WHAT IS BEING ASKED: Your response should be a copy of each line in the listing below that includes the word "entries".

MATERIAL FOR THE TASK:

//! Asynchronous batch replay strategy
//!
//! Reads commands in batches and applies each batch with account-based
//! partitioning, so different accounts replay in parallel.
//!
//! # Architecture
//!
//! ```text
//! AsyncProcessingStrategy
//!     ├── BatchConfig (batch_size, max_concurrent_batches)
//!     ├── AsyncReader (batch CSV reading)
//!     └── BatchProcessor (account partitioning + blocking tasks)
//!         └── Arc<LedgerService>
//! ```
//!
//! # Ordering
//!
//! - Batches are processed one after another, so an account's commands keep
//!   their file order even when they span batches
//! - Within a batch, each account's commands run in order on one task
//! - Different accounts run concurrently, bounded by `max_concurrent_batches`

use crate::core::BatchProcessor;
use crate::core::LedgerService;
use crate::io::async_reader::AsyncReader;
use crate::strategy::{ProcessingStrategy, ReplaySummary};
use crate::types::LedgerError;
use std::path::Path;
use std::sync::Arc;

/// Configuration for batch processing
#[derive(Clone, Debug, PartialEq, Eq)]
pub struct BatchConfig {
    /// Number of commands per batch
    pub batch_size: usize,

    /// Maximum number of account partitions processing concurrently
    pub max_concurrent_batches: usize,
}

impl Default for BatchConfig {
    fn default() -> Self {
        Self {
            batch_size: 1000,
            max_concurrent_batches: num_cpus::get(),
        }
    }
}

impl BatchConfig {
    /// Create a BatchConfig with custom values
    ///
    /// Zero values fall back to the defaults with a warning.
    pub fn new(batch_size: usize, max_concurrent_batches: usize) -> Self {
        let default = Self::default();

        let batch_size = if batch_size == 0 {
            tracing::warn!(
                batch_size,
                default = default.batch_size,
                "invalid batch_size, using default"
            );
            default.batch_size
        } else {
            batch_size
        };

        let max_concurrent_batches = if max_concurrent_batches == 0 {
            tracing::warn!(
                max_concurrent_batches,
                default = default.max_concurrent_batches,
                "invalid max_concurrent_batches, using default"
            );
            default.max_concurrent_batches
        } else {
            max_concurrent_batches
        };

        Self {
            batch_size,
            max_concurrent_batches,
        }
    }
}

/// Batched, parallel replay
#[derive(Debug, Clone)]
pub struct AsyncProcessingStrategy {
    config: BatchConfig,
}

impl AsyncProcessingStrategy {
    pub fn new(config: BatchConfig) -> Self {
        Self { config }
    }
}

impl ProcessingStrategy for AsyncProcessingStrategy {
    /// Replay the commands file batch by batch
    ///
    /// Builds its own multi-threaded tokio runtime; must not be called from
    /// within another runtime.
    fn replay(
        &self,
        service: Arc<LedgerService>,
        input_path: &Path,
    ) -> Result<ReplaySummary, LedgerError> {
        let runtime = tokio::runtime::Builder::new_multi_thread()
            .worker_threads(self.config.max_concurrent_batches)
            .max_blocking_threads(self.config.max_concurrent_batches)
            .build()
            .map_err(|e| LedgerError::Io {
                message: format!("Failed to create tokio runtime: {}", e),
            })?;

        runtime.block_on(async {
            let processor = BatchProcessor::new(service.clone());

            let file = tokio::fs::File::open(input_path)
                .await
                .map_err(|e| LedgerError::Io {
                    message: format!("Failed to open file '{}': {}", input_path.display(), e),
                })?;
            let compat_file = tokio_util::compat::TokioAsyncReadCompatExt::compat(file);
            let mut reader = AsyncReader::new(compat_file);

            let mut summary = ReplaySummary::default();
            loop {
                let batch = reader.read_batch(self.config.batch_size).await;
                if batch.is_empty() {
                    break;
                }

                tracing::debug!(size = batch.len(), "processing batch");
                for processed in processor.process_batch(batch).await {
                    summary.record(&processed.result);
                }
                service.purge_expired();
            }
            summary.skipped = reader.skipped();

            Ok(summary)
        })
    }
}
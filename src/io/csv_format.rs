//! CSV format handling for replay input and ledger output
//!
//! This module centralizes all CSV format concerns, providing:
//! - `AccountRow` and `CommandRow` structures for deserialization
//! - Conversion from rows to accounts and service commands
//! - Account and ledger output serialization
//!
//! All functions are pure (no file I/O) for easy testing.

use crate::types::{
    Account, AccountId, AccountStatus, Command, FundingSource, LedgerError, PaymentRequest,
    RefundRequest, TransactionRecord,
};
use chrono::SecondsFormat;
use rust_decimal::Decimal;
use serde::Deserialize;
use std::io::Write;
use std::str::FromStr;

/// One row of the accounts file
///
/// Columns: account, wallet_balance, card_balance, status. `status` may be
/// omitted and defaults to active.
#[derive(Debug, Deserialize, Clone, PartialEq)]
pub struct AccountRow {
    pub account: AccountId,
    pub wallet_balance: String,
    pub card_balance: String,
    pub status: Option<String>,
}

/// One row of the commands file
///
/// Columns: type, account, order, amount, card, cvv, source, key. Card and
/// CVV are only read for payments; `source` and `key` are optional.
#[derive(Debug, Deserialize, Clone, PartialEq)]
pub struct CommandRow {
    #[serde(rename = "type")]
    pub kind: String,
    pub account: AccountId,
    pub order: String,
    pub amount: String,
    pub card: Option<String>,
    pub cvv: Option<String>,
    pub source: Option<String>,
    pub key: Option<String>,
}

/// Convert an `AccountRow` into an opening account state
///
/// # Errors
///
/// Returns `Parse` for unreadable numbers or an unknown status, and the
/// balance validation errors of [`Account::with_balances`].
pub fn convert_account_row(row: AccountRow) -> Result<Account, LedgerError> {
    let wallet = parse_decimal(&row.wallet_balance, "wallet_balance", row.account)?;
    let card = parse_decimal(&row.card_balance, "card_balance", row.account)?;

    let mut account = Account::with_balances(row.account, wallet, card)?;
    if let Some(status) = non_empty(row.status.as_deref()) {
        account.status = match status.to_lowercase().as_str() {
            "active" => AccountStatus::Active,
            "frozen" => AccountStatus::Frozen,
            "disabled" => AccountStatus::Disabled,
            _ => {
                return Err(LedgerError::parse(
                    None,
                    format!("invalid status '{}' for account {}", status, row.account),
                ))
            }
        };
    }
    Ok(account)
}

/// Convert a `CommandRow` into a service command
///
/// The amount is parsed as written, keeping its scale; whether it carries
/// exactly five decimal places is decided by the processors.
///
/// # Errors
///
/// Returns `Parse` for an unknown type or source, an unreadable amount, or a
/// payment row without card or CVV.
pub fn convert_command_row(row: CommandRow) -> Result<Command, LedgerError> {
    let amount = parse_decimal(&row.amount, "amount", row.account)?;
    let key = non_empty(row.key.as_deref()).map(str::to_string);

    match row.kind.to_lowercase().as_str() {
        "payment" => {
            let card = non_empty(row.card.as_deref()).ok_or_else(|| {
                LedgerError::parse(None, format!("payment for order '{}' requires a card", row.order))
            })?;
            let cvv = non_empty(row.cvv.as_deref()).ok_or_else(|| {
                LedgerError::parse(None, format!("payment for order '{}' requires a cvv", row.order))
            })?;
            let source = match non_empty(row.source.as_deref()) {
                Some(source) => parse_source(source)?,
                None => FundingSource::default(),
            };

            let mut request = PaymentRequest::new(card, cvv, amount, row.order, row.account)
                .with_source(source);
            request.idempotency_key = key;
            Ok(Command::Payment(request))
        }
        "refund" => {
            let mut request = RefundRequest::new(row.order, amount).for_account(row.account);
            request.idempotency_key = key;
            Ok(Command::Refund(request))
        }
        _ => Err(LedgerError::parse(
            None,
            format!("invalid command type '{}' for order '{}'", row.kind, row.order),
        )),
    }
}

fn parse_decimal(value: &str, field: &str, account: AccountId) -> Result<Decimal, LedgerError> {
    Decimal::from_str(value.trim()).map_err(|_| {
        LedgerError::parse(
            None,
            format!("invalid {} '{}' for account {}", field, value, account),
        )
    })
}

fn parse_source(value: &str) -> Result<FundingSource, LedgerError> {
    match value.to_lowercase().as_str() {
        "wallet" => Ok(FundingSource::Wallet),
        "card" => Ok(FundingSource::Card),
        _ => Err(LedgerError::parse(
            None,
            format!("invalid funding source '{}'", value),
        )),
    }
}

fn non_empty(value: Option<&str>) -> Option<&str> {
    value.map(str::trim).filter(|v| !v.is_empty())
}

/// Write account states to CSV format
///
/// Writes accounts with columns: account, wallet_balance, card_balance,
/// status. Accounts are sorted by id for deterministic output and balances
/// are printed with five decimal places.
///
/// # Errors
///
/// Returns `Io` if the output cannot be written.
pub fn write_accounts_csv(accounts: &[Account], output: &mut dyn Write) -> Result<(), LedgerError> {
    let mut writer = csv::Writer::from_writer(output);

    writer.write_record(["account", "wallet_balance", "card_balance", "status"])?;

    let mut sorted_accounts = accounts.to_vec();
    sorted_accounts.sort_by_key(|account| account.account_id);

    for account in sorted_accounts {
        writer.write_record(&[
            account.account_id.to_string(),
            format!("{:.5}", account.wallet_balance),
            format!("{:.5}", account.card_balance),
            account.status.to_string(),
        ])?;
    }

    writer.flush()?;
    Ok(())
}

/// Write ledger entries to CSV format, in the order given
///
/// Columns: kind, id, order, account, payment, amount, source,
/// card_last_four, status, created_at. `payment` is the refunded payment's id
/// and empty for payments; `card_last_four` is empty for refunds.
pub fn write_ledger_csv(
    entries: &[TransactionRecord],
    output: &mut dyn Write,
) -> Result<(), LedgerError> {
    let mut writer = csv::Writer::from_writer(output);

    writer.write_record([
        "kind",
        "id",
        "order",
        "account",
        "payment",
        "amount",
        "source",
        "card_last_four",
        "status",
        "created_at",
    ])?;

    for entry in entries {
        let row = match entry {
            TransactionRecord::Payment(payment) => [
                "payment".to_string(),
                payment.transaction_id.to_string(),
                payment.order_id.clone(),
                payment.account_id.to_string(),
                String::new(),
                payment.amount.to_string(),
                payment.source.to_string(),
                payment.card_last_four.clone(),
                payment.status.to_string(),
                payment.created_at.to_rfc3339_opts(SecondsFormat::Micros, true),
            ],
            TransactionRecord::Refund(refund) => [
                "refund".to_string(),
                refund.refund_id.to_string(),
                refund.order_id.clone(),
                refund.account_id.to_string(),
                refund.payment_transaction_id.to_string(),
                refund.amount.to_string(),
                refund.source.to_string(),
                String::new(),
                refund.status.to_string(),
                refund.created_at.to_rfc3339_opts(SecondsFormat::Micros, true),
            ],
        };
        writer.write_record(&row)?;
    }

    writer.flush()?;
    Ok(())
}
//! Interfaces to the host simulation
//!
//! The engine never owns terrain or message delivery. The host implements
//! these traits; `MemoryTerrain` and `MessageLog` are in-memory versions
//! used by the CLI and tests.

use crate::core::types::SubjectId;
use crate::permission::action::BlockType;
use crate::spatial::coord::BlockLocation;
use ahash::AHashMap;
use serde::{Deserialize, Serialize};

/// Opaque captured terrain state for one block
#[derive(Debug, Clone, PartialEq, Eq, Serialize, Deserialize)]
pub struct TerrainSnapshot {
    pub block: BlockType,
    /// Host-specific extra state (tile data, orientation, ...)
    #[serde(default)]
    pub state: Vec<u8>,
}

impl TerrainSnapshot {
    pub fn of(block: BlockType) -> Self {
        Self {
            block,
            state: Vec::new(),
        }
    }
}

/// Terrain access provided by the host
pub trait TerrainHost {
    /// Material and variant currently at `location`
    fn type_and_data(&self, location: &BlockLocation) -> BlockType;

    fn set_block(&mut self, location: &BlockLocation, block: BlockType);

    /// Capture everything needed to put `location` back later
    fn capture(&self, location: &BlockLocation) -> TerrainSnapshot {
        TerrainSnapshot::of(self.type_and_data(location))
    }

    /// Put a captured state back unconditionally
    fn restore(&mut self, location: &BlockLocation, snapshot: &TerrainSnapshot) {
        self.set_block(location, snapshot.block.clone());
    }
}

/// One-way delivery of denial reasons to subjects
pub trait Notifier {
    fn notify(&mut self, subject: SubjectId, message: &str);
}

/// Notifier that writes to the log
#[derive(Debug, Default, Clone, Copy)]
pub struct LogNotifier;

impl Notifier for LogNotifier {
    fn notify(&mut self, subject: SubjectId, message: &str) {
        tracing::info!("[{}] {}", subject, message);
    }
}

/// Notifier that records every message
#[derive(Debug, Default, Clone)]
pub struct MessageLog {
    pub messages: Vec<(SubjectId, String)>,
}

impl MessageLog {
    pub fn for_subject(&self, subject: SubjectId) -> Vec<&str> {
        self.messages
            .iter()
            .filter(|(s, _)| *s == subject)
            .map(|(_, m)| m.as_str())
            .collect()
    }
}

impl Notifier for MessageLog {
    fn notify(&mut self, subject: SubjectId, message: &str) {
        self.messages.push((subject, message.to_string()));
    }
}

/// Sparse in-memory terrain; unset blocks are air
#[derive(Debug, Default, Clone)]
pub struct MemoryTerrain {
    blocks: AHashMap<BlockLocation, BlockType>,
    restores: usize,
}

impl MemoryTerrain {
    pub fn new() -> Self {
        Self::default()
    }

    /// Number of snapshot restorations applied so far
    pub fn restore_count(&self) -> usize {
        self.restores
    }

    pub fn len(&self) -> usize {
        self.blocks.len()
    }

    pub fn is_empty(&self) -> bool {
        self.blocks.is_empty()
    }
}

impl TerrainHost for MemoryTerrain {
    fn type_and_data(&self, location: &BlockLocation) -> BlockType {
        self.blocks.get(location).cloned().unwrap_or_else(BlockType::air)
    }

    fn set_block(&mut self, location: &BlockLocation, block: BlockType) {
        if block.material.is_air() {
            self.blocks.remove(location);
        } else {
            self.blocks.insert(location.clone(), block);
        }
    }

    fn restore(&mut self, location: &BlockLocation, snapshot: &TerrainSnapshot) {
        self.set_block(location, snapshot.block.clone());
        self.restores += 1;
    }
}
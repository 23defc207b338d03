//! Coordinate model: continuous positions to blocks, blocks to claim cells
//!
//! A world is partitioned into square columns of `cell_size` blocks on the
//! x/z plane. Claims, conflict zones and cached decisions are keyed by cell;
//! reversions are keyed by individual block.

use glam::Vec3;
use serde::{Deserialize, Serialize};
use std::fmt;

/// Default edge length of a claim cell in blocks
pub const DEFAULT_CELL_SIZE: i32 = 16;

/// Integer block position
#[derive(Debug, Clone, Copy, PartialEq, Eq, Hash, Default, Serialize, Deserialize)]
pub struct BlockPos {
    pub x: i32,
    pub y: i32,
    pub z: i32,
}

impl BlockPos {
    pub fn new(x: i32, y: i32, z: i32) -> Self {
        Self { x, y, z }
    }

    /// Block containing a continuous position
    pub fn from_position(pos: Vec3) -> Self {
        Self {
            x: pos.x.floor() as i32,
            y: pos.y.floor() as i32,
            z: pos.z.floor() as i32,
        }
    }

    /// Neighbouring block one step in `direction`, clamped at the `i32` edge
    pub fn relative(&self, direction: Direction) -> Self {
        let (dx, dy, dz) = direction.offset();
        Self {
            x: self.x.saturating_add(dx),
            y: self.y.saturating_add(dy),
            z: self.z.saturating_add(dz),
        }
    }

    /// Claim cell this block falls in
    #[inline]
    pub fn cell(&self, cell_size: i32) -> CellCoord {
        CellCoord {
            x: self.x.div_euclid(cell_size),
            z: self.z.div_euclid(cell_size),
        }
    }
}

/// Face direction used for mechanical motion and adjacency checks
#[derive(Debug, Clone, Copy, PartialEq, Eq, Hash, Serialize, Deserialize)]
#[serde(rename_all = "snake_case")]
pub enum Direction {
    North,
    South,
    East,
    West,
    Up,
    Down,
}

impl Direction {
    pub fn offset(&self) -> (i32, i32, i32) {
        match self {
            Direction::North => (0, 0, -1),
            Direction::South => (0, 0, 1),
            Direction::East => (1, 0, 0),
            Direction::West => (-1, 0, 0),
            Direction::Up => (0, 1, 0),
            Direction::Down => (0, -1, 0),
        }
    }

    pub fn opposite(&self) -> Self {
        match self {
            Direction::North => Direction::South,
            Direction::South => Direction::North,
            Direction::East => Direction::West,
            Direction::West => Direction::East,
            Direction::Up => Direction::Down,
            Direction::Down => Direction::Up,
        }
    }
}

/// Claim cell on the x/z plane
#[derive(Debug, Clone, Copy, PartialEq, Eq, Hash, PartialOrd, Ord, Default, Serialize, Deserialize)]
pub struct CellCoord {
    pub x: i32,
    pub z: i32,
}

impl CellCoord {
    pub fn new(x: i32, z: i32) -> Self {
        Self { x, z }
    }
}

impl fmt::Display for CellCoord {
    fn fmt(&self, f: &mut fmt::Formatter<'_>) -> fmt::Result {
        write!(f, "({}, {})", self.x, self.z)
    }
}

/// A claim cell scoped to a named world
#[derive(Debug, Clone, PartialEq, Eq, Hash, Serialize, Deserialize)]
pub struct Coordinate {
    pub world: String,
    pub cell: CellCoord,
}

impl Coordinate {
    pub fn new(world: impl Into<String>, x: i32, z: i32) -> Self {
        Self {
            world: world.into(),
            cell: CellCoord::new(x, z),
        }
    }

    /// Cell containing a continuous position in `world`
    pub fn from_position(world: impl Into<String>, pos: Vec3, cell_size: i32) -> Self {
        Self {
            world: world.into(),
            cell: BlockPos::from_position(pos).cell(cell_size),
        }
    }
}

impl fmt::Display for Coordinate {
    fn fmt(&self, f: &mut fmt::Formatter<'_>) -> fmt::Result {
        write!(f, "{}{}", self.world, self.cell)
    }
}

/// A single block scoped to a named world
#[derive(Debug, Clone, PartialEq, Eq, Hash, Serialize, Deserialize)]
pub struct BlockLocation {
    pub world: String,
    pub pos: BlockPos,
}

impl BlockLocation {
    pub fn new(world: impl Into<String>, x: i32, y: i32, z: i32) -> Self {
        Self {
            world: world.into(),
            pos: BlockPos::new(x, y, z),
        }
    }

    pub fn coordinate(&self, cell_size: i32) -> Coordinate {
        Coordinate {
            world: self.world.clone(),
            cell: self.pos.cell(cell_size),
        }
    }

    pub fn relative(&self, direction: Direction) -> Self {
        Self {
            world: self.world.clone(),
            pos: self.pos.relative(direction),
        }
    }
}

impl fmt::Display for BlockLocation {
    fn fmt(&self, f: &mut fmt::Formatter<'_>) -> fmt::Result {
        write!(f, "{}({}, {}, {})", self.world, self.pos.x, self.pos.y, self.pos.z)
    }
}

WRITTEN RESPONSE:
/// Write ledger entries to CSV format, in the order given
    entries: &[TransactionRecord],
    for entry in entries {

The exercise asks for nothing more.